Select Committee on Northern Ireland Affairs Minutes of Evidence

Examination of Witnesses (Questions 1 - 19)




  1. Good afternoon: thank you very much for coming. This is the first public session we are holding and taking evidence on the question of the aggregates levy. What is the current state of the market as far as the aggregates industry in Northern Ireland is concerned and how would this change if the levy were introduced in Northern Ireland next spring?

  (Mr Murphy) My name is Matthew Murphy from a small company in County Fermanagh called James Balfour and Sons. We are also a member of the Quarry Products Association. In broad terms the current state of the market is that we have a quarrying and associated industry in Northern Ireland which is fairly highly developed, employs in the region of 6,000 people directly, services all the construction needs, by and large, of Northern Ireland and the greater part of the construction needs of very many northerly counties in the Republic of Ireland. The quarrying and associated industry is probably more highly developed than our counterparts in the south of Ireland but in the last ten years due to various factors which have been changing they have begun to catch up. In broad terms now we would feel that in terms of competitiveness, the playing field is reasonably level. There are two areas in which they are more competitive than we; equally there are two areas in which we are more competitive than they. By and large we feel that the playing field is broadly level; we have good days and we have bad days. That is currently the state of play.

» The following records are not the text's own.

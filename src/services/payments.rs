//! Payment-status polling for redirect-based (SafePay) payments.
//!
//! Once checkout has a `PaymentSession` (order id + redirect URL), a
//! background task queries the status endpoint on a fixed cadence until it
//! observes `Paid`, the handle is cancelled or dropped, or the optional
//! deadline passes. The phase is published through a watch channel the UI
//! subscribes to for render updates.

use std::sync::Arc;
use std::time::Duration;
use tokio::sync::watch;
use tokio::task::JoinHandle;
use tokio::time::{interval, Instant, MissedTickBehavior};
use tracing::{debug, info, instrument, warn};

use crate::{
    client::BackendClient,
    events::{Event, EventSender},
    models::{PaymentSession, PaymentStatus},
    services::cart::CartService,
};

/// Lifecycle of one payment attempt.
///
/// `Confirmed` and `Cancelled` are terminal; exactly one of them is ever
/// reached, and no transition happens after it.
#[derive(Debug, Clone, Copy, PartialEq, Eq)]
pub enum PaymentPhase {
    /// Redirect URL shown, polling active.
    AwaitingPayment,
    /// Status observed as `Paid`; the order-confirmation view can load.
    Confirmed,
    /// Abandoned: explicit cancel, handle dropped, or deadline passed.
    Cancelled,
}

impl PaymentPhase {
    pub fn is_terminal(&self) -> bool {
        !matches!(self, PaymentPhase::AwaitingPayment)
    }
}

/// Factory for payment polling tasks, wired once per session.
#[derive(Clone)]
pub struct PaymentWatcher {
    client: Arc<BackendClient>,
    cart: Arc<CartService>,
    event_sender: Arc<EventSender>,
    poll_interval: Duration,
    poll_timeout: Option<Duration>,
}

impl PaymentWatcher {
    pub fn new(
        client: Arc<BackendClient>,
        cart: Arc<CartService>,
        event_sender: Arc<EventSender>,
        poll_interval: Duration,
        poll_timeout: Option<Duration>,
    ) -> Self {
        Self {
            client,
            cart,
            event_sender,
            poll_interval,
            poll_timeout,
        }
    }

    /// Starts polling for the given session and returns the controlling
    /// handle. The first status query fires one full interval after start,
    /// and queries are strictly serial: a slow response delays the next
    /// tick rather than overlapping it.
    #[instrument(skip(self, session), fields(order_id = %session.order_id))]
    pub fn start(&self, session: PaymentSession) -> PollHandle {
        let (phase_tx, phase_rx) = watch::channel(PaymentPhase::AwaitingPayment);
        let phase_tx = Arc::new(phase_tx);

        let client = Arc::clone(&self.client);
        let cart = Arc::clone(&self.cart);
        let event_sender = Arc::clone(&self.event_sender);
        let tx = Arc::clone(&phase_tx);
        let order_id = session.order_id.clone();
        let poll_interval = self.poll_interval;
        let deadline = self.poll_timeout.map(|timeout| Instant::now() + timeout);

        let task = tokio::spawn(async move {
            let mut ticker = interval(poll_interval);
            ticker.set_missed_tick_behavior(MissedTickBehavior::Delay);
            // The zeroth tick resolves immediately; consume it so polling
            // starts one interval after the redirect URL is shown.
            ticker.tick().await;

            loop {
                ticker.tick().await;

                if let Some(deadline) = deadline {
                    if Instant::now() >= deadline {
                        let abandoned = tx.send_if_modified(|phase| {
                            if *phase == PaymentPhase::AwaitingPayment {
                                *phase = PaymentPhase::Cancelled;
                                true
                            } else {
                                false
                            }
                        });
                        if abandoned {
                            warn!("Payment polling for {} timed out", order_id);
                            event_sender
                                .send_or_log(Event::PaymentAbandoned {
                                    order_id: order_id.clone(),
                                })
                                .await;
                        }
                        return;
                    }
                }

                match client.payment_status(&order_id).await {
                    Ok(PaymentStatus::Paid) => {
                        // Clear the cart before flipping the phase so an
                        // observer of `Confirmed` never sees stale contents.
                        info!("Payment confirmed for order {}", order_id);
                        cart.clear().await;
                        event_sender
                            .send_or_log(Event::PaymentConfirmed {
                                order_id: order_id.clone(),
                            })
                            .await;
                        tx.send_if_modified(|phase| {
                            if *phase == PaymentPhase::AwaitingPayment {
                                *phase = PaymentPhase::Confirmed;
                                true
                            } else {
                                false
                            }
                        });
                        return;
                    }
                    Ok(status) => {
                        debug!("Order {} still unpaid: {:?}", order_id, status);
                    }
                    // Transient poll failures never end the loop; only an
                    // explicit Paid does.
                    Err(e) => {
                        warn!("Payment status check for {} failed: {}", order_id, e);
                    }
                }
            }
        });

        PollHandle {
            session,
            task,
            phase_tx,
            phase_rx,
        }
    }
}

/// Controlling handle for an active polling task.
///
/// Dropping the handle aborts the task, so an unmounted checkout view can
/// never leave an orphaned timer or navigate late.
#[derive(Debug)]
pub struct PollHandle {
    session: PaymentSession,
    task: JoinHandle<()>,
    phase_tx: Arc<watch::Sender<PaymentPhase>>,
    phase_rx: watch::Receiver<PaymentPhase>,
}

impl PollHandle {
    pub fn session(&self) -> &PaymentSession {
        &self.session
    }

    pub fn order_id(&self) -> &str {
        &self.session.order_id
    }

    /// Current phase.
    pub fn phase(&self) -> PaymentPhase {
        *self.phase_rx.borrow()
    }

    /// A subscription for the UI to re-render on phase changes.
    pub fn subscribe(&self) -> watch::Receiver<PaymentPhase> {
        self.phase_rx.clone()
    }

    /// Waits until the attempt reaches `Confirmed` or `Cancelled`.
    pub async fn wait_until_terminal(&mut self) -> PaymentPhase {
        loop {
            let phase = *self.phase_rx.borrow_and_update();
            if phase.is_terminal() {
                return phase;
            }
            if self.phase_rx.changed().await.is_err() {
                // Sender gone with the task; whatever was last set stands.
                return *self.phase_rx.borrow();
            }
        }
    }

    /// Stops polling immediately. No further status queries are issued and
    /// no transition other than the one recorded here can occur.
    #[instrument(skip(self), fields(order_id = %self.session.order_id))]
    pub fn cancel(&self) {
        self.task.abort();
        let cancelled = self.phase_tx.send_if_modified(|phase| {
            if *phase == PaymentPhase::AwaitingPayment {
                *phase = PaymentPhase::Cancelled;
                true
            } else {
                false
            }
        });
        if cancelled {
            info!("Payment polling cancelled for order {}", self.session.order_id);
        }
    }
}

impl Drop for PollHandle {
    fn drop(&mut self) {
        self.task.abort();
        self.phase_tx.send_if_modified(|phase| {
            if *phase == PaymentPhase::AwaitingPayment {
                *phase = PaymentPhase::Cancelled;
                true
            } else {
                false
            }
        });
    }
}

  2. What is the state of the market as opposed to the comparison between the two? Is it good times for your industry?
  (Mr Duffy) My name is Jack Duffy. I am Chairman of the Quarry Products Association Northern Ireland. I am also a director of Lagan Holdings. We are a family company and we operate in the Republic of Ireland as well as Northern Ireland. Over the past few years a substantial amount of quarry products such as concrete pipes, flags, kerbs, asphalt, have been exported into the south of Ireland. The companies along the border which would produce asphalt tender for contracts along the border counties: Louth, Cavan, Leitrim, Monaghan, Donegal, Sligo, Meath and West Meath. That relates just to asphalt. It is economical to draw asphalt that distance and they submit tenders to the county council for those contracts. The problem our members face at the moment is whether to put the £1.60 per tonne onto the aggregate and leave themselves in a non-competitive situation. Some of them are thinking at this stage, and we ourselves are thinking this way because we have a plant situated at Markethill which supplies asphalt to a number of these border counties—about 90 per cent of our production from that plant would go south of the border—

  3. When you say you operate both sides of the border, does that mean you are operating in the north but exporting into the Republic? Or do you have plants and quarries in the Republic as well?
  (Mr Duffy) We have plants and quarries in the Republic as well.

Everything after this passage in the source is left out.